(Dataset items)
^^^^^^^^

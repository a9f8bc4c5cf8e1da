//! Mesh core configuration
//!
//! Timing, retry and identity settings for the proxy engine:
//! - Local identity address and network id (sequence persistence key)
//! - Proxy connection timeouts and retry backoff
//! - Sequence persistence throttle and startup watermark
//! - Replay-repair heuristic thresholds
//! - Discovery phase durations
//! - GATT fallback and trigger completion policy

use crate::address::{is_unicast, HardwareAddress};
use crate::status::CompletionPolicy;
use serde::{Deserialize, Serialize};
use std::time::Duration;
use thiserror::Error;
use uuid::Uuid;
use zeroize::{Zeroize, ZeroizeOnDrop};

// ============================================================================
// ERROR TYPES
// ============================================================================

/// Errors that can occur during configuration validation
#[derive(Debug, Error, Clone, PartialEq, Eq)]
pub enum ConfigError {
    #[error("Local identity address is not configured")]
    MissingIdentity,

    #[error("Local identity 0x{0:04X} is not a unicast address")]
    InvalidIdentity(u16),

    #[error("Network id must not be empty")]
    MissingNetworkId,

    #[error("Key material is missing: {0}")]
    MissingKeyMaterial(&'static str),

    #[error("Invalid key material: {0}")]
    InvalidKeyMaterial(String),

    #[error("Invalid setting {field}: {reason}")]
    InvalidSetting { field: &'static str, reason: String },
}

fn invalid(field: &'static str, reason: impl Into<String>) -> ConfigError {
    ConfigError::InvalidSetting {
        field,
        reason: reason.into(),
    }
}

// ============================================================================
// KEY MATERIAL
// ============================================================================

/// Network and application keys used by the network codec
#[derive(Clone, Serialize, Deserialize, Zeroize, ZeroizeOnDrop)]
pub struct KeyMaterial {
    /// Network key, hex encoded (16 bytes)
    pub net_key: Option<String>,
    /// Application key bound to the lighting models, hex encoded (16 bytes)
    pub app_key: Option<String>,
    /// Current IV index
    pub iv_index: u32,
}

impl std::fmt::Debug for KeyMaterial {
    fn fmt(&self, f: &mut std::fmt::Formatter<'_>) -> std::fmt::Result {
        f.debug_struct("KeyMaterial")
            .field("net_key", &self.net_key.as_ref().map(|_| "<redacted>"))
            .field("app_key", &self.app_key.as_ref().map(|_| "<redacted>"))
            .field("iv_index", &self.iv_index)
            .finish()
    }
}

impl Default for KeyMaterial {
    fn default() -> Self {
        Self {
            net_key: None,
            app_key: None,
            iv_index: 0,
        }
    }
}

impl KeyMaterial {
    /// Build from raw keys
    pub fn new(net_key: [u8; 16], app_key: [u8; 16], iv_index: u32) -> Self {
        Self {
            net_key: Some(hex::encode(net_key)),
            app_key: Some(hex::encode(app_key)),
            iv_index,
        }
    }

    /// Decoded network key
    pub fn net_key_bytes(&self) -> Result<[u8; 16], ConfigError> {
        decode_key(self.net_key.as_deref(), "network key")
    }

    /// Decoded application key
    pub fn app_key_bytes(&self) -> Result<[u8; 16], ConfigError> {
        decode_key(self.app_key.as_deref(), "application key")
    }

    /// Both keys present and well formed
    pub fn validate(&self) -> Result<(), ConfigError> {
        self.net_key_bytes()?;
        self.app_key_bytes()?;
        Ok(())
    }
}

fn decode_key(value: Option<&str>, name: &'static str) -> Result<[u8; 16], ConfigError> {
    let value = value.ok_or(ConfigError::MissingKeyMaterial(name))?;
    let mut bytes = hex::decode(value.trim())
        .map_err(|e| ConfigError::InvalidKeyMaterial(format!("{}: {}", name, e)))?;
    if bytes.len() != 16 {
        let len = bytes.len();
        bytes.zeroize();
        return Err(ConfigError::InvalidKeyMaterial(format!(
            "{}: expected 16 bytes, got {}",
            name, len
        )));
    }
    let mut key = [0u8; 16];
    key.copy_from_slice(&bytes);
    bytes.zeroize();
    Ok(key)
}

// ============================================================================
// SECTIONS
// ============================================================================

/// Upper bound on proxy connect retries
pub const MAX_CONNECT_RETRIES: u32 = 10;

/// Proxy bearer connection settings
#[derive(Debug, Clone, Serialize, Deserialize, PartialEq, Eq)]
pub struct ProxySettings {
    /// Timeout for a single bearer open attempt
    pub connect_timeout_ms: u64,
    /// Number of retries after the first failed attempt
    pub connect_retries: u32,
    /// Linear backoff step between attempts (attempt n waits n * step)
    pub retry_backoff_ms: u64,
    /// Smallest transfer size the segmenter accepts from a bearer
    pub min_transfer_size: usize,
}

^^^^^^^^

* [Task requirements]
Extract every record and return it verbatim.

* [Answer space]
repository a9f8bc4c5cf8e1da
//! Mesh core configuration
//!
//! Timing, retry and identity settings for the proxy engine:
//! - Local identity address and network id (sequence persistence key)
//! - Proxy connection timeouts and retry backoff
//! - Sequence persistence throttle and startup watermark
//! - Replay-repair heuristic thresholds
//! - Discovery phase durations
//! - GATT fallback and trigger completion policy

use crate::address::{is_unicast, HardwareAddress};
use crate::status::CompletionPolicy;
use serde::{Deserialize, Serialize};
use std::time::Duration;
use thiserror::Error;
use uuid::Uuid;
use zeroize::{Zeroize, ZeroizeOnDrop};

// ============================================================================
// ERROR TYPES
// ============================================================================

/// Errors that can occur during configuration validation
#[derive(Debug, Error, Clone, PartialEq, Eq)]
pub enum ConfigError {
    #[error("Local identity address is not configured")]
    MissingIdentity,

    #[error("Local identity 0x{0:04X} is not a unicast address")]
    InvalidIdentity(u16),

    #[error("Network id must not be empty")]
    MissingNetworkId,

    #[error("Key material is missing: {0}")]
    MissingKeyMaterial(&'static str),

    #[error("Invalid key material: {0}")]
    InvalidKeyMaterial(String),

    #[error("Invalid setting {field}: {reason}")]
    InvalidSetting { field: &'static str, reason: String },
}

fn invalid(field: &'static str, reason: impl Into<String>) -> ConfigError {
    ConfigError::InvalidSetting {
        field,
        reason: reason.into(),
    }
}

// ============================================================================
// KEY MATERIAL
// ============================================================================

/// Network and application keys used by the network codec
#[derive(Clone, Serialize, Deserialize, Zeroize, ZeroizeOnDrop)]
pub struct KeyMaterial {
    /// Network key, hex encoded (16 bytes)
    pub net_key: Option<String>,
    /// Application key bound to the lighting models, hex encoded (16 bytes)
    pub app_key: Option<String>,
    /// Current IV index
    pub iv_index: u32,
}

impl std::fmt::Debug for KeyMaterial {
    fn fmt(&self, f: &mut std::fmt::Formatter<'_>) -> std::fmt::Result {
        f.debug_struct("KeyMaterial")
            .field("net_key", &self.net_key.as_ref().map(|_| "<redacted>"))
            .field("app_key", &self.app_key.as_ref().map(|_| "<redacted>"))
            .field("iv_index", &self.iv_index)
            .finish()
    }
}

impl Default for KeyMaterial {
    fn default() -> Self {
        Self {
            net_key: None,
            app_key: None,
            iv_index: 0,
        }
    }
}

impl KeyMaterial {
    /// Build from raw keys
    pub fn new(net_key: [u8; 16], app_key: [u8; 16], iv_index: u32) -> Self {
        Self {
            net_key: Some(hex::encode(net_key)),
            app_key: Some(hex::encode(app_key)),
            iv_index,
        }
    }

    /// Decoded network key
    pub fn net_key_bytes(&self) -> Result<[u8; 16], ConfigError> {
        decode_key(self.net_key.as_deref(), "network key")
    }

    /// Decoded application key
    pub fn app_key_bytes(&self) -> Result<[u8; 16], ConfigError> {
        decode_key(self.app_key.as_deref(), "application key")
    }

    /// Both keys present and well formed
    pub fn validate(&self) -> Result<(), ConfigError> {
        self.net_key_bytes()?;
        self.app_key_bytes()?;
        Ok(())
    }
}

fn decode_key(value: Option<&str>, name: &'static str) -> Result<[u8; 16], ConfigError> {
    let value = value.ok_or(ConfigError::MissingKeyMaterial(name))?;
    let mut bytes = hex::decode(value.trim())
        .map_err(|e| ConfigError::InvalidKeyMaterial(format!("{}: {}", name, e)))?;
    if bytes.len() != 16 {
        let len = bytes.len();
        bytes.zeroize();
        return Err(ConfigError::InvalidKeyMaterial(format!(
            "{}: expected 16 bytes, got {}",
            name, len
        )));
    }
    let mut key = [0u8; 16];
    key.copy_from_slice(&bytes);
    bytes.zeroize();
    Ok(key)
}

// ============================================================================
// SECTIONS
// ============================================================================

/// Upper bound on proxy connect retries
pub const MAX_CONNECT_RETRIES: u32 = 10;

/// Proxy bearer connection settings
#[derive(Debug, Clone, Serialize, Deserialize, PartialEq, Eq)]
pub struct ProxySettings {
    /// Timeout for a single bearer open attempt
    pub connect_timeout_ms: u64,
    /// Number of retries after the first failed attempt
    pub connect_retries: u32,
    /// Linear backoff step between attempts (attempt n waits n * step)
    pub retry_backoff_ms: u64,
    /// Smallest transfer size the segmenter accepts from a bearer
    pub min_transfer_size: usize,
}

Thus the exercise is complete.